The Keats Shelley house at 26 Piazza di Spagna is situated at the right foot of the Spanish Steps, just a few steps away from Spagna metro station in the centre of Rome.
It is a museum dedicated to the British Romantic poets, who were spellbound by the Eternal City. 26 Piazza di Spagna is most famous for being the final dwelling place of John Keats, who died here in 1821, aged just 25, and to this day Keats’s bedroom is preserved as a shrine to his tragic story and extraordinary talent.
Displayed through a chain of beautiful rooms, the collection contains a great many treasures and curiosities associated with the lives and works of the Romantic poets, as well as one of the finest libraries of Romantic literature in the world; now numbering more than 8,000 volumes.
Its small size and staff was to be turned into an asset by the curator, Dr Giuseppe Albano, who was able to make an introductory video to the house. As he takes the viewer around the house, he gives an account of its very intimate history, and the viewer is left in no doubt as to the warmth of the welcome they would receive if they were able to make the pilgrimage to Rome, to visit the house in person.
The very personal nature of the house and its history is brought alive by this video tour with its curator, Dr. Giuseppe Albano. Click on the historic image below and allow Giuseppe to show you round the house.
How they could Giuseppe and his team build on the traditional video format. Immersive tours might be one option, but a traditional approach was impossible during lockdown and beyond the budget of a small museum.
However in the midst of Europe’s first lock down in the initial wave of the Coronavirus pandemic, the team at Keats Shelley House began to capture the story of the house with a 360 camera.Over the next few weeks, the Keats Shelley House team created their first immersive story of John Keats and Rome, telling the story of his journey to Rome across Europe in the midst of its own epidemic and beset by quarantine rules, until his death in the house by the Spanish Steps.As they experimented, they began to discover new ways of sharing different aspects of the house, its collections as well as the places around Rome associated with Keats.
Now in the company of a ‘live’ guides, anyone, anywhere is able to explore the rooms of the museum including the apartment where Keats died of tuberculosis in 1821 as well as other rooms dedicated to Percy Bysshe Shelley, Mary Shelley, and Lord Byron.
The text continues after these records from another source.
//! Words, candidate sets, and wordlist acquisition.

use std::{
    fmt::{self, Debug, Display},
    fs::File,
    io::{BufRead, BufReader},
    ops::Deref,
    path::Path,
};

use itertools::Itertools;
#[cfg(feature = "serde")]
use serde::{Deserialize, Serialize};

use crate::{DictionaryError, Result, WordError, WORD_LEN};

/// The published wordlist a live deployment plays against.
pub const WORD_LIST_URL: &str =
    "https://raw.githubusercontent.com/tabatkins/wordle-list/main/words";

const BUILTIN: &str = include_str!("resources/wordbank.txt");

/// A playable five-letter word.
///
/// Construction is validated so that every instance holds exactly five
/// ASCII letters, stored uppercase. Lowercase input is folded.
///
/// # Examples
///
/// ```rust
/// # use std::ops::Deref;
/// # use wordle_auto::Word;
/// #
/// let crane = Word::from_str("crane")?;
/// assert_eq!(crane.deref(), "CRANE");
///
/// assert!(Word::from_str("too long").is_err());
/// #
/// # Ok::<_, wordle_auto::WordleError>(())
/// ```
#[derive(Clone, Copy, PartialEq, Eq, PartialOrd, Ord, Hash)]
#[cfg_attr(
    feature = "serde",
    derive(Serialize, Deserialize),
    serde(crate = "serde_crate")
)]
pub struct Word {
    letters: [u8; WORD_LEN],
}

impl Word {
    /// Creates a new [`Word`] from a five-letter string.
    ///
    /// Returns an error if the string is not exactly five ASCII letters.
    #[allow(clippy::should_implement_trait)]
    pub fn from_str(word: &str) -> Result<Self> {
        let bytes = word.as_bytes();
        if bytes.len() != WORD_LEN || !bytes.iter().all(|b| b.is_ascii_alphabetic()) {
            return Err(WordError::Malformed(word.to_string()).into());
        }

        let mut letters = [0u8; WORD_LEN];
        for (slot, b) in letters.iter_mut().zip(bytes) {
            *slot = b.to_ascii_uppercase();
        }
        Ok(Word { letters })
    }

    pub(crate) fn letters(&self) -> &[u8; WORD_LEN] {
        &self.letters
    }

    /// Counts the occurrences of an ASCII uppercase `letter` in this word.
    pub(crate) fn count(&self, letter: u8) -> usize {
        self.letters.iter().filter(|&&b| b == letter).count()
    }
}

impl Deref for Word {
    type Target = str;

    fn deref(&self) -> &Self::Target {
        // letters are validated ASCII at construction
        std::str::from_utf8(&self.letters).expect("word holds ASCII letters")
    }
}

impl Display for Word {
    fn fmt(&self, f: &mut fmt::Formatter<'_>) -> fmt::Result {
        write!(f, "{}", self.deref())
    }
}

impl Debug for Word {
    fn fmt(&self, f: &mut fmt::Formatter<'_>) -> fmt::Result {
        write!(f, "Word({})", self.deref())
    }
}

/// The words still possibly the answer.
///
/// Candidate sets are duplicate-free and order-irrelevant. Filtering never
/// grows one: each application of [`filter`](crate::filter) returns a
/// subset of its input, leaving the input untouched.
#[derive(Clone, Debug, Default, PartialEq, Eq)]
pub struct CandidateSet {
    words: Vec<Word>,
}

impl CandidateSet {
    /// Creates a set from any word source, dropping duplicates.
    pub fn new(words: impl IntoIterator<Item = Word>) -> Self {
        CandidateSet {
            words: words.into_iter().unique().collect(),
        }
    }

    pub fn len(&self) -> usize {
        self.words.len()
    }

    pub fn is_empty(&self) -> bool {
        self.words.is_empty()
    }

    pub fn contains(&self, word: &Word) -> bool {
        self.words.contains(word)
    }

    pub fn iter(&self) -> std::slice::Iter<'_, Word> {
        self.words.iter()
    }

    pub fn as_slice(&self) -> &[Word] {
        &self.words
    }
}

impl FromIterator<Word> for CandidateSet {
    fn from_iter<I: IntoIterator<Item = Word>>(iter: I) -> Self {
        CandidateSet::new(iter)
    }
}

impl<'a> IntoIterator for &'a CandidateSet {
    type Item = &'a Word;
    type IntoIter = std::slice::Iter<'a, Word>;

    fn into_iter(self) -> Self::IntoIter {
        self.words.iter()
    }
}

/// Parses a wordlist, keeping only lines that form valid words.
pub fn parse_wordlist(data: &str) -> CandidateSet {
    data.lines()
        .filter_map(|line| Word::from_str(line.trim()).ok())
        .collect()
}

/// The wordbank compiled into the library.
///
/// Small compared to the published list, but enough to play offline and to
/// keep a run alive when the download fails.
pub fn builtin() -> CandidateSet {
    parse_wordlist(BUILTIN)
}

/// Loads a wordlist from a file, one word per line.
///
/// Lines that do not form valid words are skipped; an entirely unusable
/// file is an error.
pub fn load_from_file(path: impl AsRef<Path>) -> Result<CandidateSet, DictionaryError> {
    let reader = BufReader::new(File::open(path)?);
    let mut words = Vec::new();
    for line in reader.lines() {
        if let Ok(word) = Word::from_str(line?.trim()) {
            words.push(word);
        }
    }

    let set = CandidateSet::new(words);
    if set.is_empty() {
        return Err(DictionaryError::Empty);
    }
    Ok(set)
}

/// Downloads a wordlist from `url`.
#[cfg(feature = "net")]
pub fn fetch(url: &str) -> Result<CandidateSet, DictionaryError> {
    let body = reqwest::blocking::get(url)?.error_for_status()?.text()?;

    let set = parse_wordlist(&body);
    if set.is_empty() {
        return Err(DictionaryError::Empty);
    }
    log::info!("downloaded {} words from {}", set.len(), url);
    Ok(set)
}

#[cfg(test)]
mod test {
    use super::*;

    #[test]
    fn words_fold_to_uppercase() {
        let word = Word::from_str("crane").unwrap();
        assert_eq!(&*word, "CRANE");
        assert_eq!(word, Word::from_str("CRANE").unwrap());
    }

    #[test]
    fn malformed_words_are_rejected() {
        for bad in ["", "car", "cranes", "cr4ne", "crâne"] {
            assert!(Word::from_str(bad).is_err(), "accepted {:?}", bad);
        }
    }

    #[test]
    fn candidate_sets_drop_duplicates() {
        let set = parse_wordlist("crane\nCRANE\ntrain\n crane \n");
        assert_eq!(set.len(), 2);
        assert!(set.contains(&Word::from_str("TRAIN").unwrap()));
    }

    #[test]
    fn parsing_skips_unusable_lines() {
        let set = parse_wordlist("# comment\ncrane\nxy\n12345\ntrain");
        assert_eq!(set.len(), 2);
    }

    #[test]
    fn builtin_bank_is_usable() {
        let set = builtin();
        assert!(set.len() > 100);
        assert!(set.contains(&Word::from_str("CRANE").unwrap()));
    }
}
The tours are interactive with visitors able to ask questions during the tour see https://t.co/oPf8oEO21e?amp=1. The tour is currently available in English, Italian and Russian, but this approach opens up possibilities of finding guides around the world to share the story in their own language. Access to the tour has been promoted through the House's social media channels.
But the adventures in mixed reality experiences to create a special ingredient for events are just beginning. One such event involved a partnership with Roger Michel at the Institute of Digital Archaeology in Oxford who with his team, using CGI, were able to have a virtual Keats reading Brightstar.
The story of how the Keats Shelley House team have sought to re-imagine the Keats Shelley House experience in a digital age is one of resourcefulness, creativity and passion. It demonstrates the scope for sharing heritage experiences more widely and in a more engaging way than ever possible. To learn more about Giuseppe Albano and his team's activities during the period of lockdown in Italy, please click on this link to
The Keats Shelley experience provides a model for stewards of museums and heritage sites across the world struggling in the wake of the Coronavirus crisis, to find a simple first step for exploring the opportunities of virtual reality. Their further experiments show that it is possible to keep innovating and tapping in to new tools and ideas in an era when the possibilities for capturing, sharing and enjoying heritage have never been so great.